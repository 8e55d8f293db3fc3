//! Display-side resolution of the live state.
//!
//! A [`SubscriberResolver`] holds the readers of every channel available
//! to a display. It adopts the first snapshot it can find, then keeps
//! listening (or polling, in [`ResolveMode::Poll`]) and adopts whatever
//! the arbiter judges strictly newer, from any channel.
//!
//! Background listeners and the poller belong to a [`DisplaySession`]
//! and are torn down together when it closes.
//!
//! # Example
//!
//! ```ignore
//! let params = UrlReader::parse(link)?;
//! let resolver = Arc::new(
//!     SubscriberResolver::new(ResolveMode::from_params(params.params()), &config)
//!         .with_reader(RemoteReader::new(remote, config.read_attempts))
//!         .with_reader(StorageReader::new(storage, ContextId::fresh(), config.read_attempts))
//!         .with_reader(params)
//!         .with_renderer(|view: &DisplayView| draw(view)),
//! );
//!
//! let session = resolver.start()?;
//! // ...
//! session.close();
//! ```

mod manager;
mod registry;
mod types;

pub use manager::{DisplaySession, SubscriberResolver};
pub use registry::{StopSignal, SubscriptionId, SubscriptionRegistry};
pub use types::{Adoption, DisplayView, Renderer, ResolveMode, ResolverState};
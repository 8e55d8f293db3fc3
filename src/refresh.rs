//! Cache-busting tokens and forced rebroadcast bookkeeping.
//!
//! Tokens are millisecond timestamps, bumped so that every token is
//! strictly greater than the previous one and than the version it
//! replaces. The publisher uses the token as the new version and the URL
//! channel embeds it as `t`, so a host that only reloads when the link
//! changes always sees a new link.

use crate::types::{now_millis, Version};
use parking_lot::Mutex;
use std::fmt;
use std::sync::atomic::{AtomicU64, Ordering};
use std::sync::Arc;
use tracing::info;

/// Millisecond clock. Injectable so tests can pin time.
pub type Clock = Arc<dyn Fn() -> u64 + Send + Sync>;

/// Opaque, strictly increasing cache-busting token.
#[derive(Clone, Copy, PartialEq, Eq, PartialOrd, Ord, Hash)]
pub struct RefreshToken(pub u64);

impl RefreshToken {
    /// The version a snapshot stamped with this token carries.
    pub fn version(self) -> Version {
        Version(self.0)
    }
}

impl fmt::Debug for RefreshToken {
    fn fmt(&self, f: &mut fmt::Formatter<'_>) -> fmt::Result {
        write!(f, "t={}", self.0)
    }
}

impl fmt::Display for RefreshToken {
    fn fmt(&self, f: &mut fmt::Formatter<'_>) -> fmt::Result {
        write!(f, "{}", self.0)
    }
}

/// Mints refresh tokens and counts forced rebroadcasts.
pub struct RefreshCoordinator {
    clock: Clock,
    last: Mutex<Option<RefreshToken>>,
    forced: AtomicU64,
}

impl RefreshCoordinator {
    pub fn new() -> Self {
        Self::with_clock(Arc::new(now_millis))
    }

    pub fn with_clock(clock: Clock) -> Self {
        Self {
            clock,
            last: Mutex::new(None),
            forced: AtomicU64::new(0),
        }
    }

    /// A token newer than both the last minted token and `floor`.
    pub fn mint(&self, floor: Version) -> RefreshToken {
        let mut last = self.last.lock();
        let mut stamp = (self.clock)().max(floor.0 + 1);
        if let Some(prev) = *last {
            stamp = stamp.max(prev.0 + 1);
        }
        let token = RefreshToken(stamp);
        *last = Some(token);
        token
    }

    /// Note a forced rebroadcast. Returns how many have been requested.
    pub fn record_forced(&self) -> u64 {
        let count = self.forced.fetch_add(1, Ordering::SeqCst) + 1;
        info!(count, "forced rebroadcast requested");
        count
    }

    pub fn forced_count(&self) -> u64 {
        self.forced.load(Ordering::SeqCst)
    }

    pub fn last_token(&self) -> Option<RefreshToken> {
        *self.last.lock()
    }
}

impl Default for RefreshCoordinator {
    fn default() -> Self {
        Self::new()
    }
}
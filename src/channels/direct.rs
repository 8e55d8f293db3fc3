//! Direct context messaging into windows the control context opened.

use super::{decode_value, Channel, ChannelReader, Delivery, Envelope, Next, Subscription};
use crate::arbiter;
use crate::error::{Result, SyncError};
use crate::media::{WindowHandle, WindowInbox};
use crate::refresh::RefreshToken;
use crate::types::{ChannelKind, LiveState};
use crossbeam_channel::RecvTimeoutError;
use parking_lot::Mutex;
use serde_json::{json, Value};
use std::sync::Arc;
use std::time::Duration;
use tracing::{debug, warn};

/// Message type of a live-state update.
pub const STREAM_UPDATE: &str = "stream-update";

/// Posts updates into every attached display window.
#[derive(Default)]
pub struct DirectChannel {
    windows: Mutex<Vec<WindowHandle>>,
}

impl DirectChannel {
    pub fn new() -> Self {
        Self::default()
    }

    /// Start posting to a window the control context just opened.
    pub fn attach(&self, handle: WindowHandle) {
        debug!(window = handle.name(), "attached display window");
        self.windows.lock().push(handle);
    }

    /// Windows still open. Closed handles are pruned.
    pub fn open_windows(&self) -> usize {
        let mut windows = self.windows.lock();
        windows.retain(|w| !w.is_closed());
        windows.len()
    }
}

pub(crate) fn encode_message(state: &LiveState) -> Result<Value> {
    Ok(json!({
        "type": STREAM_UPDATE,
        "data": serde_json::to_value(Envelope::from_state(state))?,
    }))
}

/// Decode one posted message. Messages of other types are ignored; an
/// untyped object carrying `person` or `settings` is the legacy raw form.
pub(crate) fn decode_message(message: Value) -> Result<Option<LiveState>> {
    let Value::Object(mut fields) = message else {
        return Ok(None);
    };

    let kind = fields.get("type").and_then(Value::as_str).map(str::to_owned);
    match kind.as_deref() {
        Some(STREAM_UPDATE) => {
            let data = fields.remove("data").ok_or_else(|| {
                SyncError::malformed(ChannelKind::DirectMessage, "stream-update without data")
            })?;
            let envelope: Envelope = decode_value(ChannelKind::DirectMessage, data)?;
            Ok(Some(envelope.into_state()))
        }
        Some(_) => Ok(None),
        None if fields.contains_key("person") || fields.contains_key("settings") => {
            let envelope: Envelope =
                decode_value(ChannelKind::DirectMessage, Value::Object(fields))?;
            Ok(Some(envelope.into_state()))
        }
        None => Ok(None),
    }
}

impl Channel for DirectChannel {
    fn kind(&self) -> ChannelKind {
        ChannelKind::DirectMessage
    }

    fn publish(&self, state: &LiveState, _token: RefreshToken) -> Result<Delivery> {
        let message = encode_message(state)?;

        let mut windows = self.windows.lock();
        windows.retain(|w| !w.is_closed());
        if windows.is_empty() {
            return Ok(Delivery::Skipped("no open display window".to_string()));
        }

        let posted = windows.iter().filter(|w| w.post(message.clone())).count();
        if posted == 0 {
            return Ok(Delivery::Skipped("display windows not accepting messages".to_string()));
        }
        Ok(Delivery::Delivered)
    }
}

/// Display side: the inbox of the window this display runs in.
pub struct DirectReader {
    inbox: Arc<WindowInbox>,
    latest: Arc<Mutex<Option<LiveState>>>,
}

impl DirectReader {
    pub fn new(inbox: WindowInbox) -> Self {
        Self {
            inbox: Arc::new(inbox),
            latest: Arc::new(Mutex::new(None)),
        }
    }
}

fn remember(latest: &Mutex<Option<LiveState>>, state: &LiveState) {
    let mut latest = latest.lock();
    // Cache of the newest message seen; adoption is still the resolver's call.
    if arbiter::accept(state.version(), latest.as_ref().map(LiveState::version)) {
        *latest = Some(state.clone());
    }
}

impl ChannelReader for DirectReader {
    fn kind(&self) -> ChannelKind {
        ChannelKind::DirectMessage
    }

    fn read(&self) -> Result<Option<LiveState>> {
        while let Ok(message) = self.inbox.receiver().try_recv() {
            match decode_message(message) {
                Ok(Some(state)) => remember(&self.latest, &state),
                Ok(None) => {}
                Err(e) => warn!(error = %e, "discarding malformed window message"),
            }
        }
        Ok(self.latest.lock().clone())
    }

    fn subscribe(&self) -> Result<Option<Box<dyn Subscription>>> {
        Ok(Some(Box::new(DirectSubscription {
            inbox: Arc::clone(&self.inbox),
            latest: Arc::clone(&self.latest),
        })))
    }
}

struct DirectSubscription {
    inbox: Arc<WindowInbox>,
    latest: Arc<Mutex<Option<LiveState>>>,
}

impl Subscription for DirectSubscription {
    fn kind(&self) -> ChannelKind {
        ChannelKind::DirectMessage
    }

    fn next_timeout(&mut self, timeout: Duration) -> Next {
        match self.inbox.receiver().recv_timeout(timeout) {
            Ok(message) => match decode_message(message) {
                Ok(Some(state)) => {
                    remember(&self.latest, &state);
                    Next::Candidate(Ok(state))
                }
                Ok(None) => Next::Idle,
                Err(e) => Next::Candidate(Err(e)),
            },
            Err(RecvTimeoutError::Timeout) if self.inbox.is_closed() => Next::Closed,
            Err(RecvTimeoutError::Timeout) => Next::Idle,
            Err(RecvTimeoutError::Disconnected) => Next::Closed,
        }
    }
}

____________________

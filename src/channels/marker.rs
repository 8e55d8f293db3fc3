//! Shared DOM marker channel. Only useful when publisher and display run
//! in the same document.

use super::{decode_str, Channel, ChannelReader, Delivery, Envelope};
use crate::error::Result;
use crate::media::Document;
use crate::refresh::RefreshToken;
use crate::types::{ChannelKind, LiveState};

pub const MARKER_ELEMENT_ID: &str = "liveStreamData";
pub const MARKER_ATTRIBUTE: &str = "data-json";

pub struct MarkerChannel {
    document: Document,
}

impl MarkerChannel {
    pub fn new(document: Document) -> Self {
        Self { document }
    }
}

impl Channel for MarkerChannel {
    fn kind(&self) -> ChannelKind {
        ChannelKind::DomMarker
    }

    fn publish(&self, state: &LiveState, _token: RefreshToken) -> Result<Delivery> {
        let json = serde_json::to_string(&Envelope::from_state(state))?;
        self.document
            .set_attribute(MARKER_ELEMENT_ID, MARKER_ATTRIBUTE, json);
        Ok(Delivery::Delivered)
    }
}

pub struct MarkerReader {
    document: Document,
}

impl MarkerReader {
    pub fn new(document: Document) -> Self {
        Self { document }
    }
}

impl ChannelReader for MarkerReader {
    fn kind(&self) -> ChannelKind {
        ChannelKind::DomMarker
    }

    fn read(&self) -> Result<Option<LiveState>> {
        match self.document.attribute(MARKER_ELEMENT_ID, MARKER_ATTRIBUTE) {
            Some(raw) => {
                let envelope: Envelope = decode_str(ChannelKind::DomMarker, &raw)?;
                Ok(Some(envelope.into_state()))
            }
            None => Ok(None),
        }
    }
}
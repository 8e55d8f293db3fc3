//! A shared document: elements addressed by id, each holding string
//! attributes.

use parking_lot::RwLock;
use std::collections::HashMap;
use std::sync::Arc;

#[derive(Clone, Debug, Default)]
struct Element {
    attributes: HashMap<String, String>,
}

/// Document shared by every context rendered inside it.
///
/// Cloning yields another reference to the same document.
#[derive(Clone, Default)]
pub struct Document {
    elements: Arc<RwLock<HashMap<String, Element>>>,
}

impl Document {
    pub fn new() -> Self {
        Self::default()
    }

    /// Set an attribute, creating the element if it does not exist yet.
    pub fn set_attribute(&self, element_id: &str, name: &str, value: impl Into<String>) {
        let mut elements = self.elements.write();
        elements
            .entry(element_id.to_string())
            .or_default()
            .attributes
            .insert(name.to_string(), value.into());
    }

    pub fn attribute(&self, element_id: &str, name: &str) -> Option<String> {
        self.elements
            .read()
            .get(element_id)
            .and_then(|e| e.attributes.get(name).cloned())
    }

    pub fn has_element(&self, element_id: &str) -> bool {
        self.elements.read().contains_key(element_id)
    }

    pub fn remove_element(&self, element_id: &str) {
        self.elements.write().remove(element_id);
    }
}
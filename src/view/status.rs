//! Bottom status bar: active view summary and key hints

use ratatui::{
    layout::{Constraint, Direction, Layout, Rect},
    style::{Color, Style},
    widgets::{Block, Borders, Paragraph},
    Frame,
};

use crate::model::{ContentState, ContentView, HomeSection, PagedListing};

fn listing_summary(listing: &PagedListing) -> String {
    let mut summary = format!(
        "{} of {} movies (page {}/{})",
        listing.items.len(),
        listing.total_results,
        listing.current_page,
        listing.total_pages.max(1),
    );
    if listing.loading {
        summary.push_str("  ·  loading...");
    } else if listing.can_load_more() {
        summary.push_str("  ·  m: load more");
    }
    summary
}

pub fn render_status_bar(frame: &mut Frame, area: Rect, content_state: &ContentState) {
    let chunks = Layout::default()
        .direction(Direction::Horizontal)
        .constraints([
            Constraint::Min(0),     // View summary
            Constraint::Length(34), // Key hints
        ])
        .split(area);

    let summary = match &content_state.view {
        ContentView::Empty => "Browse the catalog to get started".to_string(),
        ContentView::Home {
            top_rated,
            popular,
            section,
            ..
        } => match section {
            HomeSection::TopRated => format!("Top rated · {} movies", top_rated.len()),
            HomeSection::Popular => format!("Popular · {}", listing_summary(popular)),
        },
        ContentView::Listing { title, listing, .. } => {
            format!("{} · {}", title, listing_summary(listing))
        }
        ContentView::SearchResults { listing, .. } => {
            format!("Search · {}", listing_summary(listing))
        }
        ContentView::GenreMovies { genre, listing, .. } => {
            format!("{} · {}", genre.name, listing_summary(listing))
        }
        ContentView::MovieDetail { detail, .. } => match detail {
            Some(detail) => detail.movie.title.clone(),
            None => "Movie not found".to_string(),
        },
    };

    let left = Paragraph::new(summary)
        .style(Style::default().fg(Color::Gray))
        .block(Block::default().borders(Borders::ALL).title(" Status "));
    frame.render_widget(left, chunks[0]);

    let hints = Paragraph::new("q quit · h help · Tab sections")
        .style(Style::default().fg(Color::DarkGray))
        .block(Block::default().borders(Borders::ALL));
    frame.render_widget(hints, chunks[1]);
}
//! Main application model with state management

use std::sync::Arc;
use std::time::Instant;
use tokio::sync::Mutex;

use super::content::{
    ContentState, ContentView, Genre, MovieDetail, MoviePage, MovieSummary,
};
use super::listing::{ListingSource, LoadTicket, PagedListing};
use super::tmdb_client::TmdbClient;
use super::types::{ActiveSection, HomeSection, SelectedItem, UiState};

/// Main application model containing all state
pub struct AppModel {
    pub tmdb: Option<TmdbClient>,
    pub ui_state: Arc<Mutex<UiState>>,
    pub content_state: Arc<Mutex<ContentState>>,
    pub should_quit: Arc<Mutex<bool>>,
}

____________________

AIM OF THE TASK:
Which lines above carry the string "super"? Copy those lines.

TASK SOLUTION:
use super::{decode_value, Channel, ChannelReader, Delivery, Envelope, Next, Subscription};
use super::{decode_str, Channel, ChannelReader, Delivery, Envelope};
use super::content::{
use super::listing::{ListingSource, LoadTicket, PagedListing};
use super::tmdb_client::TmdbClient;
use super::types::{ActiveSection, HomeSection, SelectedItem, UiState};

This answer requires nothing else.